In November 2007, Morris wrote an article for The Observer in response to Ronan Bennett's article published six days earlier in The Guardian. Bennett's article, "Shame on us", accused the novelist Martin Amis of racism. Morris's response, "The absurd world of Martin Amis", was also highly critical of Amis; although he did not accede to Bennett's accusation of racism, Morris likened Amis to the Muslim cleric Abu Hamza (who was jailed for inciting racial hatred in 2006), suggesting that both men employ "mock erudition, vitriol and decontextualised quotes from the Qu'ran" to incite hatred.

Morris was a script editor for the 2009 series Stewart Lee's Comedy Vehicle, with Lee, Eldon and Iannucci. He maintained this role for the second (2011) and third (2014) series, also appearing as a mock interviewer dubbed the "hostile interrogator" in the third and fourth series.

===Four Lions, Veep and other appearances===

"I don't really see the point of comedy unless there's something underpinning it. I mean, what are you doing? Are you doing some kind of exotic display for the court, to be patted on the head by the court, or are you trying to change something?"
— — Morris discussing the motives behind his comedy

Morris completed his debut feature film Four Lions in late 2009, a satire based on a group of Islamist terrorists in Sheffield.
It premiered at the Sundance Film Festival in January 2010 and was short-listed for the festival's World Cinema Narrative prize. The film (working title Boilerhouse) was picked up by Film Four. Morris told The Sunday Times that the film sought to do for Islamic terrorism what the BBC sitcom Dad's Army for the Nazis by showing them as "scary but also ridiculous".

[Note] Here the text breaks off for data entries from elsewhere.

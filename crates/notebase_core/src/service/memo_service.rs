//! Memo use-case service.
//!
//! # Responsibility
//! - Provide memo CRUD, pagination and text search.
//! - Run AI enrichment after a memo is committed.
//! - Expose the store, enrich and persist steps separately so callers that
//!   share one connection can run the AI call without holding it.
//!
//! # Invariants
//! - Memo creation never fails because of enrichment; failures are logged
//!   and the memo keeps empty AI fields.
//! - Explicit regeneration surfaces enrichment failures to the caller.

use super::ErrorKind;
use crate::ai::{AiError, MemoEnricher, MemoEnrichment};
use crate::model::memo::{Memo, MemoId, MemoPatch, MemoValidationError, NewMemo};
use crate::repo::memo_repo::{MemoListQuery, MemoRepository};
use crate::repo::RepoError;
use log::{info, warn};
use std::error::Error;
use std::fmt::{Display, Formatter};

pub const DEFAULT_MEMO_PAGE_SIZE: u32 = 100;
pub const MAX_MEMO_PAGE_SIZE: u32 = 100;

/// Errors from memo service operations.
#[derive(Debug)]
pub enum MemoServiceError {
    InvalidInput(MemoValidationError),
    /// Pagination or search parameters are out of range.
    InvalidQuery(String),
    MemoNotFound(MemoId),
    /// No enricher is configured.
    AiUnavailable,
    AiFailed(AiError),
    Repo(RepoError),
}

impl MemoServiceError {
    pub fn kind(&self) -> ErrorKind {
        match self {
            Self::InvalidInput(_) | Self::InvalidQuery(_) => ErrorKind::InvalidInput,
            Self::MemoNotFound(_) => ErrorKind::NotFound,
            Self::AiUnavailable | Self::AiFailed(_) => ErrorKind::AiUnavailable,
            Self::Repo(_) => ErrorKind::Unexpected,
        }
    }
}

impl Display for MemoServiceError {
    fn fmt(&self, f: &mut Formatter<'_>) -> std::fmt::Result {
        match self {
            Self::InvalidInput(err) => write!(f, "{err}"),
            Self::InvalidQuery(message) => write!(f, "{message}"),
            Self::MemoNotFound(id) => write!(f, "memo not found: {id}"),
            Self::AiUnavailable => write!(f, "AI enrichment is not configured"),
            Self::AiFailed(err) => write!(f, "AI enrichment failed: {err}"),
            Self::Repo(err) => write!(f, "{err}"),
        }
    }
}

impl Error for MemoServiceError {
    fn source(&self) -> Option<&(dyn Error + 'static)> {
        match self {
            Self::InvalidInput(err) => Some(err),
            Self::AiFailed(err) => Some(err),
            Self::Repo(err) => Some(err),
            _ => None,
        }
    }
}

impl From<RepoError> for MemoServiceError {
    fn from(value: RepoError) -> Self {
        match value {
            RepoError::MemoNotFound(memo_id) => Self::MemoNotFound(memo_id),
            other => Self::Repo(other),
        }
    }
}

impl From<MemoValidationError> for MemoServiceError {
    fn from(value: MemoValidationError) -> Self {
        Self::InvalidInput(value)
    }
}

/// Memo service facade.
pub struct MemoService<'e, R: MemoRepository> {
    repo: R,
    enricher: Option<&'e dyn MemoEnricher>,
}

impl<'e, R: MemoRepository> MemoService<'e, R> {
    /// Creates service; `enricher` is `None` when AI is not configured.
    pub fn new(repo: R, enricher: Option<&'e dyn MemoEnricher>) -> Self {
        Self { repo, enricher }
    }

    /// Newest memos first. `skip` defaults to 0, `limit` to 100 (max 100).
    pub fn list_memos(
        &self,
        skip: Option<i64>,
        limit: Option<i64>,
    ) -> Result<Vec<Memo>, MemoServiceError> {
        let skip = match skip {
            None => 0,
            Some(value) => u32::try_from(value).map_err(|_| {
                MemoServiceError::InvalidQuery("skip must be a non-negative integer".to_string())
            })?,
        };
        let limit = match limit {
            None => DEFAULT_MEMO_PAGE_SIZE,
            Some(value) => u32::try_from(value)
                .ok()
                .filter(|limit| (1..=MAX_MEMO_PAGE_SIZE).contains(limit))
                .ok_or_else(|| {
                    MemoServiceError::InvalidQuery(format!(
                        "limit must be between 1 and {MAX_MEMO_PAGE_SIZE}"
                    ))
                })?,
        };
        self.repo
            .list_memos(MemoListQuery { skip, limit })
            .map_err(Into::into)
    }

    /// Case-insensitive search; memos whose tags match come first.
    pub fn search_memos(&self, query: &str) -> Result<Vec<Memo>, MemoServiceError> {
        let needle = query.trim();
        if needle.is_empty() {
            return Err(MemoServiceError::InvalidQuery(
                "search query must not be blank".to_string(),
            ));
        }

        let needle_lower = needle.to_lowercase();
        let (tag_hits, other_hits): (Vec<Memo>, Vec<Memo>) = self
            .repo
            .search_memos(needle)?
            .into_iter()
            .partition(|memo| memo.has_tag_matching(&needle_lower));
        Ok(tag_hits.into_iter().chain(other_hits).collect())
    }

    pub fn get_memo(&self, memo_id: MemoId) -> Result<Memo, MemoServiceError> {
        self.repo
            .get_memo(memo_id)?
            .ok_or(MemoServiceError::MemoNotFound(memo_id))
    }

    /// Stores the memo, then tries to attach summary and tags.
    pub fn create_memo(&self, memo: NewMemo) -> Result<Memo, MemoServiceError> {
        let created = self.store_memo(memo)?;
        Ok(self.enrich_best_effort(created))
    }

    /// Validates and stores the memo without enrichment.
    pub fn store_memo(&self, memo: NewMemo) -> Result<Memo, MemoServiceError> {
        let normalized = memo.normalized()?;
        let created = self.repo.create_memo(&normalized)?;
        info!(
            "event=memo_create module=memo_service status=ok memo_id={}",
            created.id
        );
        Ok(created)
    }

    pub fn update_memo(
        &self,
        memo_id: MemoId,
        patch: MemoPatch,
    ) -> Result<Memo, MemoServiceError> {
        let normalized = patch.normalized()?;
        self.repo
            .update_memo(memo_id, &normalized)
            .map_err(Into::into)
    }

    pub fn delete_memo(&self, memo_id: MemoId) -> Result<(), MemoServiceError> {
        self.repo.delete_memo(memo_id)?;
        info!("event=memo_delete module=memo_service status=ok memo_id={memo_id}");
        Ok(())
    }

    /// Recomputes summary and tags from the current content.
    pub fn regenerate_ai(&self, memo_id: MemoId) -> Result<Memo, MemoServiceError> {
        let memo = self.get_memo(memo_id)?;
        let enricher = self.enricher.ok_or(MemoServiceError::AiUnavailable)?;
        let enrichment = enricher
            .enrich(&memo.content)
            .map_err(MemoServiceError::AiFailed)?;
        self.save_enrichment(memo_id, &enrichment)
    }

    /// Overwrites both AI fields of an existing memo.
    pub fn save_enrichment(
        &self,
        memo_id: MemoId,
        enrichment: &MemoEnrichment,
    ) -> Result<Memo, MemoServiceError> {
        let updated = self.repo.set_ai_fields(
            memo_id,
            Some(enrichment.summary.as_str()),
            Some(enrichment.tags.as_slice()),
        )?;
        info!(
            "event=memo_enrich module=memo_service status=ok memo_id={} tags={}",
            memo_id,
            enrichment.tags.len()
        );
        Ok(updated)
    }

    /// Persists an enrichment outcome computed elsewhere. Failures are logged
    /// and the memo is returned as stored.
    pub fn attach_enrichment(&self, memo: Memo, outcome: Result<MemoEnrichment, AiError>) -> Memo {
        let enrichment = match outcome {
            Ok(enrichment) => enrichment,
            Err(err) => {
                warn!(
                    "event=memo_enrich module=memo_service status=error memo_id={} error={}",
                    memo.id, err
                );
                return memo;
            }
        };

        match self.save_enrichment(memo.id, &enrichment) {
            Ok(updated) => updated,
            Err(err) => {
                warn!(
                    "event=memo_enrich module=memo_service status=error memo_id={} stage=persist error={}",
                    memo.id, err
                );
                memo
            }
        }
    }

    fn enrich_best_effort(&self, memo: Memo) -> Memo {
        let Some(enricher) = self.enricher else {
            log_enrichment_skipped(memo.id);
            return memo;
        };
        let outcome = enricher.enrich(&memo.content);
        self.attach_enrichment(memo, outcome)
    }
}

fn log_enrichment_skipped(memo_id: MemoId) {
    warn!(
        "event=memo_enrich module=memo_service status=skipped memo_id={memo_id} reason=not_configured"
    );
}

In 2012, Morris directed the seventh and penultimate episode of the first season of Veep, an Armando Iannucci-devised American version of The Thick of It. In 2013, he returned to direct two episodes for the second season of Veep, and a further episode for season three in 2014.

In 2013, Morris appeared briefly in Richard Ayoade's The Double, a black comedy film based on the Fyodor Dostoyevsky novella of the same name. Morris had previously worked with Ayoade on Nathan Barley and The IT Crowd.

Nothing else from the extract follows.